Steroid requirement for androgen receptor dimerization and DNA binding. Modulation by intramolecular interactions between the NH2-terminal and steroid-binding domains.

Infection of Spodoptera frugiperda Sf9 insect cells with recombinant human androgen receptor (AR) baculovirus results in expression of a 118-kDa phosphoprotein that displays high affinity androgen binding and androgen-dependent targeting to the nucleus. Using the DNA mobility shift assay, specific in vitro binding of full-length AR to androgen response element DNA (ARE) requires intracellular hormone exposure. The ability of a variety of steroids to induce ARE binding paralleled their transcriptional potential.

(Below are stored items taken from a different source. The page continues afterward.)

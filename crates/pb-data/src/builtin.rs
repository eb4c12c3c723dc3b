//! Built-in sample datasets

use once_cell::sync::Lazy;
use tracing::debug;

use crate::dataset::Dataset;
use crate::parser::parse_delimited;
use crate::DataError;

static IRIS: Lazy<Dataset> = Lazy::new(|| {
    let ds = parse_delimited(include_str!("data/iris.csv"));
    debug!(rows = ds.len(), "built-in iris dataset parsed");
    ds
});

/// Identifiers of all built-in datasets, for help output and selection UIs.
pub fn builtin_names() -> &'static [&'static str] {
    &["iris"]
}

/// Look up a built-in dataset by identifier.
pub fn builtin_dataset(id: &str) -> Result<&'static Dataset, DataError> {
    match id {
        "iris" => Ok(&IRIS),
        other => Err(DataError::UnknownBuiltin(other.to_string())),
    }
}

/// Display label for a built-in dataset, e.g. "Iris".
pub fn builtin_label(id: &str) -> Result<&'static str, DataError> {
    match id {
        "iris" => Ok("Iris"),
        other => Err(DataError::UnknownBuiltin(other.to_string())),
    }
}

#[cfg(test)]
mod tests {
    use super::*;
    use crate::value::Value;

    #[test]
    fn iris_is_available_and_typed() {
        let ds = builtin_dataset("iris").unwrap();
        assert!(!ds.is_empty());

        let first = ds.first().unwrap();
        let names: Vec<&str> = first.field_names().collect();
        assert_eq!(
            names,
            vec![
                "sepal_length",
                "sepal_width",
                "petal_length",
                "petal_width",
                "species"
            ]
        );
        assert_eq!(first.get("sepal_length"), Some(&Value::Number(5.1)));
        assert_eq!(first.get("species"), Some(&Value::Text("setosa".to_string())));
    }

    #[test]
    fn unknown_builtin_is_an_error() {
        assert!(builtin_dataset("wine").is_err());
        assert!(builtin_label("wine").is_err());
    }
}
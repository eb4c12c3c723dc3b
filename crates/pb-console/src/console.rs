//! The interactive command console

use std::sync::Arc;

use pb_core::{AppState, ClipboardService, DisplayChannel, DisplayKind};
use tokio::sync::Mutex;
use tracing::debug;

use crate::eval::{EvalSession, EvalValue};

/// Interactive evaluator sharing only the display channel with the rest of
/// the system.
pub struct CommandConsole {
    channel: Arc<DisplayChannel>,
    clipboard: Arc<dyn ClipboardService>,
    session: Mutex<EvalSession>,
}

impl CommandConsole {
    pub fn new(
        channel: Arc<DisplayChannel>,
        clipboard: Arc<dyn ClipboardService>,
        state: Arc<AppState>,
    ) -> Self {
        Self {
            channel,
            clipboard,
            session: Mutex::new(EvalSession::new(state)),
        }
    }

    /// Submit one command.
    ///
    /// Blank input is ignored. Otherwise the command is echoed as a `meta`
    /// entry, then tried as an expression and, on failure, as a statement
    /// sequence. If both fail, the expression-mode error is the one
    /// surfaced; the statement-mode error is discarded.
    pub async fn submit(&self, input: &str) {
        let cmd = input.trim();
        if cmd.is_empty() {
            return;
        }
        self.channel.meta(format!("> {cmd}"));

        let mut session = self.session.lock().await;
        match session.eval_expression(cmd).await {
            Ok(value) => {
                if !value.is_unit() {
                    self.append(&[value], DisplayKind::Log);
                }
            }
            Err(expr_err) => {
                if let Err(stmt_err) = session.eval_statements(cmd).await {
                    debug!(target: "console", %stmt_err, "statement mode also failed; discarding");
                    self.append(&[EvalValue::Str(expr_err.to_string())], DisplayKind::Err);
                }
            }
        }
    }

    /// Format `values` and append exactly one entry of `kind`.
    ///
    /// Compound values are structurally pretty-printed, falling back to
    /// plain coercion if serialization fails; multiple values are joined
    /// with a single space.
    pub fn append(&self, values: &[EvalValue], kind: DisplayKind) {
        let text = values
            .iter()
            .map(format_value)
            .collect::<Vec<_>>()
            .join(" ");
        self.channel.append(text, kind);
    }

    /// Remove all display entries.
    pub fn clear(&self) {
        self.channel.clear();
    }

    /// Copy the whole display log to the clipboard.
    ///
    /// Appends exactly one entry per call: a `meta` confirmation on success
    /// or an `err` entry on failure.
    pub async fn copy_all(&self) {
        let text = self
            .channel
            .entries()
            .iter()
            .map(|e| e.text.clone())
            .collect::<Vec<_>>()
            .join("\n");
        match self.clipboard.write_text(&text).await {
            Ok(()) => self.channel.meta("\u{1F4CB} Copied to clipboard"),
            Err(err) => {
                debug!(target: "console", %err, "clipboard write failed");
                self.channel.error("Failed to copy");
            }
        }
    }
}

fn format_value(value: &EvalValue) -> String {
    if value.is_compound() {
        serde_json::to_string_pretty(value).unwrap_or_else(|_| value.to_string())
    } else {
        value.to_string()
    }
}
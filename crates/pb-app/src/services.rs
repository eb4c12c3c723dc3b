//! In-app implementations of the external collaborator seams

use std::sync::Arc;
use std::time::Duration;

use async_trait::async_trait;
use pb_core::{ClipboardService, ProjectionService};
use pb_data::Dataset;
use tracing::info;

/// System clipboard backed by `arboard`.
///
/// Clipboard access is blocking, so writes run on the blocking pool.
pub struct ArboardClipboard;

#[async_trait]
impl ClipboardService for ArboardClipboard {
    async fn write_text(&self, text: &str) -> anyhow::Result<()> {
        let text = text.to_string();
        tokio::task::spawn_blocking(move || -> anyhow::Result<()> {
            let mut clipboard = arboard::Clipboard::new()?;
            clipboard.set_text(text)?;
            Ok(())
        })
        .await?
    }
}

/// Stand-in projection collaborator.
///
/// The real dimensionality-reduction backends live outside this system; this
/// one suspends briefly and reports what it would have drawn, so the
/// dispatch path (geometry, surface marking, interleaving) is exercised
/// end to end.
pub struct DemoProjection;

#[async_trait]
impl ProjectionService for DemoProjection {
    async fn render(
        &self,
        dataset: Arc<Dataset>,
        target: &str,
        width: u32,
        height: u32,
    ) -> anyhow::Result<()> {
        tokio::time::sleep(Duration::from_millis(150)).await;
        info!(
            target: "projection",
            rows = dataset.len(),
            surface = target,
            width,
            height,
            "projection rendered"
        );
        Ok(())
    }
}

Certain antihormones, cyproterone acetate and RU486, promote ARE binding, but a pure antiandrogen, hydroxyflutamide, inhibits AR binding to ARE DNA. AR dimerization requires incubation of recombinant baculovirus-infected insect cells with androgen, but only when one or both components of the dimer contain the NH2-terminal domain. Based on the intensities of ARE binding and lack of binding to an ARE half-site, it appears that, unlike the glucocorticoid receptor, AR binds DNA primarily as a dimer. Thus, full-length baculovirus-expressed AR requires intracellular hormone exposure for dimerization and ARE binding to overcome inhibition imposed by the AR NH2-terminal domain. Antihormones with agonist activity promote dimerization and ARE binding, while a pure antiandrogen blocks AR DNA binding. It is concluded that intramolecular interactions between the NH2-terminal and steroid-binding domains are regulated by the specificity of hormone binding and modulate receptor dimerization and DNA binding.